We’re living a more authentic life, and that includes decorating our house more boldly. Right now, we want to repaint the upstairs office. It’s white and we’re painting it Polar White.
It was last painted before we moved in, more than 10 years ago. Although it’s a small room, it’s a big job because documents and things have been accumulating all that time. Every shelf, every drawer, every cupboard is jammed full of notebooks I started, then abandoned after three or four pages; of drawings by Beta and Gamma, of their letters to Santa; of manuscripts and records and garbage.
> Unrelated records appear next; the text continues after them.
// Hunk placement.
//
// Hunks apply in order. Each is tried at its header position shifted by the
// drift of the hunks before it, then at increasing distance in both
// directions, never overlapping the previous hunk. Failing that, up to
// `max_fuzz` leading and trailing context lines are dropped and the search
// repeats. Context lines keep the target's own text; only removals and
// additions come from the patch.

use std::fmt::Write as _;

use super::model::{FilePatch, Hunk, HunkLine};
use super::split_lines;

/// How strictly hunk lines must match the target.
#[derive(Debug, Clone, Copy, PartialEq, Eq)]
pub struct MatchOptions {
    /// Context lines that may be ignored at each end of a hunk.
    pub max_fuzz: usize,
    /// Furthest a hunk may move from its expected line; `None` searches the
    /// whole file.
    pub max_offset: Option<usize>,
    /// Treat runs of spaces and tabs as one space.
    pub ignore_whitespace: bool,
    /// Skip access modifiers and treat decompiler `label*` tokens as equal.
    pub ignore_access: bool,
}

impl Default for MatchOptions {
    fn default() -> Self {
        Self {
            max_fuzz: 0,
            max_offset: None,
            ignore_whitespace: true,
            ignore_access: true,
        }
    }
}

impl MatchOptions {
    /// Byte-exact matching with no fuzz.
    pub fn strict() -> Self {
        Self {
            max_fuzz: 0,
            max_offset: None,
            ignore_whitespace: false,
            ignore_access: false,
        }
    }

    pub(crate) fn lines_match(&self, target: &str, hunk: &str) -> bool {
        if target == hunk {
            return true;
        }
        match (self.ignore_whitespace, self.ignore_access) {
            (false, false) => false,
            (true, false) => collapse(target) == collapse(hunk),
            (ws, true) => {
                if ws {
                    access_similar(&collapse(target), &collapse(hunk))
                } else {
                    access_similar(target, hunk)
                }
            }
        }
    }
}

#[derive(Debug, Clone, Copy, PartialEq, Eq)]
pub enum HunkStatus {
    Exact,
    /// Applied this many lines away from its header position.
    Offset(isize),
    Fuzzed { fuzz: usize, offset: isize },
    Failed,
}

impl HunkStatus {
    pub fn is_success(&self) -> bool {
        !matches!(self, HunkStatus::Failed)
    }
}

#[derive(Debug, Clone, PartialEq, Eq)]
pub struct HunkReport {
    /// 1-based position of the hunk in its patch.
    pub index: usize,
    pub status: HunkStatus,
    /// 1-based line in the result where the hunk landed, if it applied.
    pub line: Option<usize>,
}

/// Outcome of applying one file patch.
#[derive(Debug, Clone, PartialEq, Eq)]
pub struct FileReport {
    pub target: String,
    pub hunks: Vec<HunkReport>,
}

impl FileReport {
    pub fn failed(&self) -> usize {
        self.hunks.iter().filter(|h| !h.status.is_success()).count()
    }

    pub fn fuzzed(&self) -> usize {
        self.hunks
            .iter()
            .filter(|h| matches!(h.status, HunkStatus::Fuzzed { .. }))
            .count()
    }

    pub fn is_clean(&self) -> bool {
        self.failed() == 0
    }

    /// Reject text for the failed hunks, or `None` when every hunk applied.
    pub fn reject_text(&self, patch: &FilePatch) -> Option<String> {
        let mut out = String::new();
        for report in self.hunks.iter().filter(|h| !h.status.is_success()) {
            let Some(hunk) = patch.hunks.get(report.index - 1) else {
                continue;
            };
            out.push_str(&reject_block(report.index, hunk));
        }
        (!out.is_empty()).then_some(out)
    }
}

fn reject_block(index: usize, hunk: &Hunk) -> String {
    let mut out = String::new();
    let _ = writeln!(out, "++++ REJECTED PATCH {index}");
    let body: Vec<String> = hunk.lines.iter().map(HunkLine::render).collect();
    out.push_str(&body.join("\n"));
    out.push_str("\n++++ END PATCH\n");
    out
}

/// Apply `patch` to `source`. Failed hunks leave their region untouched.
///
/// The result uses `\n` line endings. It ends with a newline when `source`
/// did, or when `source` was empty and the patch added lines.
pub fn apply_file_patch(
    target: &str,
    source: &str,
    patch: &FilePatch,
    options: &MatchOptions,
) -> (String, FileReport) {
    let (lines, trailing_newline) = split_lines(source);
    let mut out: Vec<String> = Vec::with_capacity(lines.len());
    let mut cursor = 0usize;
    let mut drift = 0isize;
    let mut reports = Vec::with_capacity(patch.hunks.len());

    for (i, hunk) in patch.hunks.iter().enumerate() {
        let index = i + 1;
        let Some(placement) = place(hunk, &lines, cursor, drift, options) else {
            log::debug!("{target}: hunk {index} failed");
            reports.push(HunkReport {
                index,
                status: HunkStatus::Failed,
                line: None,
            });
            continue;
        };

        out.extend(lines[cursor..placement.at].iter().cloned());
        let line = out.len() + 1;
        let mut pos = placement.at;
        let body = &hunk.lines[placement.lead..hunk.lines.len() - placement.trail];
        for hl in body {
            match hl {
                HunkLine::Context(_) => {
                    out.push(lines[pos].clone());
                    pos += 1;
                }
                HunkLine::Remove(_) => pos += 1,
                HunkLine::Add(text) => out.push(text.clone()),
            }
        }
        cursor = pos;
        drift = placement.offset;

        let status = match (placement.fuzz, placement.offset) {
            (0, 0) => HunkStatus::Exact,
            (0, offset) => HunkStatus::Offset(offset),
            (fuzz, offset) => HunkStatus::Fuzzed { fuzz, offset },
        };
        if placement.fuzz > 0 {
            log::debug!("{target}: hunk {index} fuzzed {}", placement.fuzz);
        }
        reports.push(HunkReport {
            index,
            status,
            line: Some(line),
        });
    }
    out.extend(lines[cursor..].iter().cloned());

    let mut text = out.join("\n");
    if !out.is_empty() && (trailing_newline || lines.is_empty()) {
        text.push('\n');
    }
    (
        text,
        FileReport {
            target: target.to_owned(),
            hunks: reports,
        },
    )
}

struct Placement {
    /// Index into the target lines where the matched region starts.
    at: usize,
    /// Context lines dropped from each end.
    lead: usize,
    trail: usize,
    fuzz: usize,
    /// Distance from the header position.
    offset: isize,
}

fn place(
    hunk: &Hunk,
    lines: &[String],
    cursor: usize,
    drift: isize,
    options: &MatchOptions,
) -> Option<Placement> {
    let old = hunk.old_lines();
    // Header start is the line before the hunk when it has no old lines.
    let header_at = if hunk.old_count == 0 {
        hunk.old_start
    } else {
        hunk.old_start.saturating_sub(1)
    };
    let leading = hunk.leading_context();
    let trailing = hunk.trailing_context();

    for fuzz in 0..=options.max_fuzz {
        let lead = fuzz.min(leading);
        let trail = fuzz.min(trailing);
        if fuzz > 0 && lead + trail == 0 {
            break;
        }
        if lead + trail > old.len() {
            break;
        }
        let pattern = &old[lead..old.len() - trail];
        let base = header_at.saturating_add(lead).min(isize::MAX as usize / 2) as isize;
        let expected = base + drift;

        if let Some(at) = search(pattern, lines, expected, cursor, options) {
            return Some(Placement {
                at,
                lead,
                trail,
                fuzz,
                offset: at as isize - base,
            });
        }
        if fuzz >= leading.max(trailing) {
            break;
        }
    }
    None
}

/// Nearest position to `expected`, at or after `floor`, where `pattern`
/// matches.
fn search(
    pattern: &[&str],
    lines: &[String],
    expected: isize,
    floor: usize,
    options: &MatchOptions,
) -> Option<usize> {
    let fits = |at: isize| -> Option<usize> {
        if at < floor as isize {
            return None;
        }
        let at = at as usize;
        let end = at.checked_add(pattern.len())?;
        if end > lines.len() {
            return None;
        }
        pattern
            .iter()
            .zip(&lines[at..end])
            .all(|(p, l)| options.lines_match(l, p))
            .then_some(at)
    };

    let limit = options.max_offset.unwrap_or(lines.len() + 1);
    if let Some(at) = fits(expected) {
        return Some(at);
    }
    for distance in 1..=limit as isize {
        let before = expected - distance;
        let after = expected + distance;
        if let Some(at) = fits(after) {
            return Some(at);
        }
        if let Some(at) = fits(before) {
            return Some(at);
        }
        if before < floor as isize && after as usize > lines.len() {
            break;
        }
    }
    None
}

fn collapse(line: &str) -> String {
    let mut out = String::with_capacity(line.len());
    let mut in_run = false;
    for c in line.chars() {
        if c == ' ' || c == '\t' {
            if !in_run {
                out.push(' ');
            }
            in_run = true;
        } else {
            out.push(c);
            in_run = false;
        }
    }
    out
}

fn access_similar(target: &str, hunk: &str) -> bool {
    let t = tokens(target);
    let h = tokens(hunk);
    let (mut ti, mut hi) = (0, 0);
    while ti < t.len() && hi < h.len() {
        let t_access = is_access(t[ti]);
        let h_access = is_access(h[hi]);
        if t_access || h_access {
            ti += usize::from(t_access);
            hi += usize::from(h_access);
            continue;
        }
        let labels = t[ti].starts_with("label") && h[hi].starts_with("label");
        if !labels && t[ti] != h[hi] {
            return false;
        }
        ti += 1;
        hi += 1;
    }
    ti == t.len() && hi == h.len()
}

/// Space separated tokens with trailing empty tokens dropped.
fn tokens(line: &str) -> Vec<&str> {
    let mut parts: Vec<&str> = line.split(' ').collect();
    while parts.last().is_some_and(|p| p.is_empty()) {
        parts.pop();
    }
    parts
}

fn is_access(token: &str) -> bool {
    ["public", "private", "protected", "final"]
        .iter()
        .any(|a| token.eq_ignore_ascii_case(a))
}

#[cfg(test)]
mod tests {
    use super::*;
    use crate::textpatch::diff_texts;

    fn numbered(n: usize) -> String {
        (1..=n).map(|i| format!("line {i}\n")).collect()
    }

    fn patch(old: &str, new: &str) -> FilePatch {
        diff_texts("a/f", "b/f", old, new, 3).unwrap()
    }

    #[test]
    fn exact_application() {
        let old = numbered(10);
        let new = old.replace("line 5\n", "five\n");
        let (out, report) = apply_file_patch("f", &old, &patch(&old, &new), &MatchOptions::strict());
        assert_eq!(out, new);
        assert_eq!(report.hunks[0].status, HunkStatus::Exact);
        assert!(report.is_clean());
    }

    #[test]
    fn offset_when_lines_were_inserted_above() {
        let old = numbered(20);
        let new = old.replace("line 15\n", "fifteen\n");
        let p = patch(&old, &new);
        let shifted = format!("extra 1\nextra 2\n{old}");
        let (out, report) = apply_file_patch("f", &shifted, &p, &MatchOptions::strict());
        assert_eq!(out, format!("extra 1\nextra 2\n{new}"));
        assert_eq!(report.hunks[0].status, HunkStatus::Offset(2));
    }

    #[test]
    fn later_hunks_follow_earlier_drift() {
        let old = numbered(40);
        let new = old.replace("line 5\n", "five\n").replace("line 30\n", "thirty\n");
        let p = patch(&old, &new);
        assert_eq!(p.hunks.len(), 2);
        let shifted = format!("x\n{old}");
        let (_, report) = apply_file_patch("f", &shifted, &p, &MatchOptions::strict());
        assert_eq!(report.hunks[0].status, HunkStatus::Offset(1));
        assert_eq!(report.hunks[1].status, HunkStatus::Offset(1));
    }

    #[test]
    fn fuzz_ignores_changed_context() {
        let old = numbered(10);
        let new = old.replace("line 5\n", "five\n");
        let p = patch(&old, &new);
        let drifted = old.replace("line 2\n", "line two\n");

        let (_, strict) = apply_file_patch("f", &drifted, &p, &MatchOptions::strict());
        assert_eq!(strict.hunks[0].status, HunkStatus::Failed);

        let fuzzy = MatchOptions {
            max_fuzz: 2,
            ..MatchOptions::strict()
        };
        let (out, report) = apply_file_patch("f", &drifted, &p, &fuzzy);
        assert_eq!(out, drifted.replace("line 5\n", "five\n"));
        assert_eq!(report.hunks[0].status, HunkStatus::Fuzzed { fuzz: 1, offset: 0 });
        assert_eq!(report.fuzzed(), 1);
    }

    #[test]
    fn failed_hunk_leaves_text_and_builds_reject() {
        let old = "a\nb\nc\n";
        let p = patch(old, "a\nB\nc\n");
        let (out, report) = apply_file_patch("f", "x\ny\nz\n", &p, &MatchOptions::strict());
        assert_eq!(out, "x\ny\nz\n");
        assert_eq!(report.failed(), 1);
        assert_eq!(
            report.reject_text(&p).unwrap(),
            "++++ REJECTED PATCH 1\n a\n-b\n+B\n c\n++++ END PATCH\n"
        );
    }

    #[test]
    fn canonical_matching_keeps_target_context() {
        let p = FilePatch::parse(
            "--- a/f\n+++ b/f\n@@ -1,3 +1,3 @@\n public class Foo {\n-    int x;\n+    long x;\n     label12: for (;;) {}\n",
            "f.patch",
        )
        .unwrap();
        let source = "class  Foo {\n\tprivate int x;\n    label7: for (;;) {}\n";
        let (out, _) = apply_file_patch("f", source, &p, &MatchOptions::strict());
        assert_eq!(out, source);

        let (out, report) = apply_file_patch("f", source, &p, &MatchOptions::default());
        assert!(report.is_clean());
        assert_eq!(out, "class  Foo {\n    long x;\n    label7: for (;;) {}\n");
    }

    #[test]
    fn access_comparison_rules() {
        assert!(access_similar("public static void f()", "static void f()"));
        assert!(access_similar("final int x", "private int x"));
        assert!(access_similar("label3:", "label9:"));
        assert!(!access_similar("int x", "int x y"));
        assert!(!access_similar("int x", "long x"));
        assert_eq!(collapse("a \t  b\tc"), "a b c");
    }

    #[test]
    fn empty_source_gains_trailing_newline() {
        let p = patch("", "one\ntwo\n");
        let (out, report) = apply_file_patch("f", "", &p, &MatchOptions::strict());
        assert_eq!(out, "one\ntwo\n");
        assert!(report.is_clean());
    }

    #[test]
    fn missing_final_newline_is_preserved() {
        let p = patch("a\nb\n", "a\nc\n");
        let (out, _) = apply_file_patch("f", "a\nb", &p, &MatchOptions::strict());
        assert_eq!(out, "a\nc");
    }

    #[test]
    fn max_offset_bounds_the_search() {
        let old = numbered(20);
        let new = old.replace("line 15\n", "fifteen\n");
        let p = patch(&old, &new);
        let shifted = format!("1\n2\n3\n4\n5\n{old}");
        let near = MatchOptions {
            max_offset: Some(2),
            ..MatchOptions::strict()
        };
        let (_, report) = apply_file_patch("f", &shifted, &p, &near);
        assert_eq!(report.failed(), 1);
    }
}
And every page must be looked at before it is saved or thrown out.
It is a terrible job, but it’s coming at just the right time. I’m finding books and manuscripts I’ve been looking for, I’m crying over pictures of the kids and various crap they brought home from daycare.
I found a book my wife made for me before we were married, with pictures of us and various sayings written in the margins. It’s nice to look at, but when I look at old pictures of myself, besides noticing how much weight I’ve gained, I have to think: if I would have known then how I would turn out, I would probably have killed myself.
Or maybe not. Maybe I’m not giving my young self enough credit. Maybe I would have been able to see that, although this is not exactly the way I had hoped things would turn out, I would not trade it for what I had hoped for then, either.
If I had committed suicide at the age of, say, 24, which is roughly the age I was when I was depressed and unemployed, sleeping on a friend’s sofa in a cold, condemned house, I would have missed all these things. An old weekly planner has a list of stuff to bring to Alpha, pregnant with Gamma, in the hospital, a few weeks before another entry about a flight to Ireland to pick up Beta’s first harp. Drawing these treasure maps for kids’ birthday parties.
Day before yesterday, Saturday, I walked downstairs to hear Gamma and her friend playing UNO with each other, and talking trash like I don’t know what. “Green! Shit, I don’t have any green. Here, take this: DRAW FOUR!” “BAHAHAHAHA, take this, I have a draw four too! DRAW EIGHT! BWAHAHAHA.” And so on. Merciless. Seven-year-old girls’ capacity for evil is widely underestimated.
All the big and little things. Helping a couple girls with a flat change their tire in front of my house last night. Bringing a lost truck driver home from the gas station this morning to ask Alpha directions because I wasn’t sure and he was looking a little desperate, a nice old guy with a double load of rebar; and Alpha was just out of the shower, naked, and didn’t want to come downstairs, so it was pretty funny. The cat, loving our new chair, tossing and turning on it because it can’t decide on a position because they’re all so comfortable.
On one shelf, in a stack of papers, I found a letter I’d written to Beta when she was less than a month old, even though we didn’t know if she would ever be able to read, because she’d been born seriously premature and there was a chance of brain damage. I didn’t know anything when I wrote it. Will she live? Will she be healthy? Will she be happy? Those were my hopes back then. That she would turn out the way she has, that possibility was beyond my capacity to dream.
I would have to thank myself for not committing suicide. Maybe I sensed this after all, that even though I would disappoint, so far, all my hopes for myself and become a boring, stupid and sentimental old guy, none of that would matter; that there is so much more to this life and that I would grow and become able to see it sometimes. What a gift that is.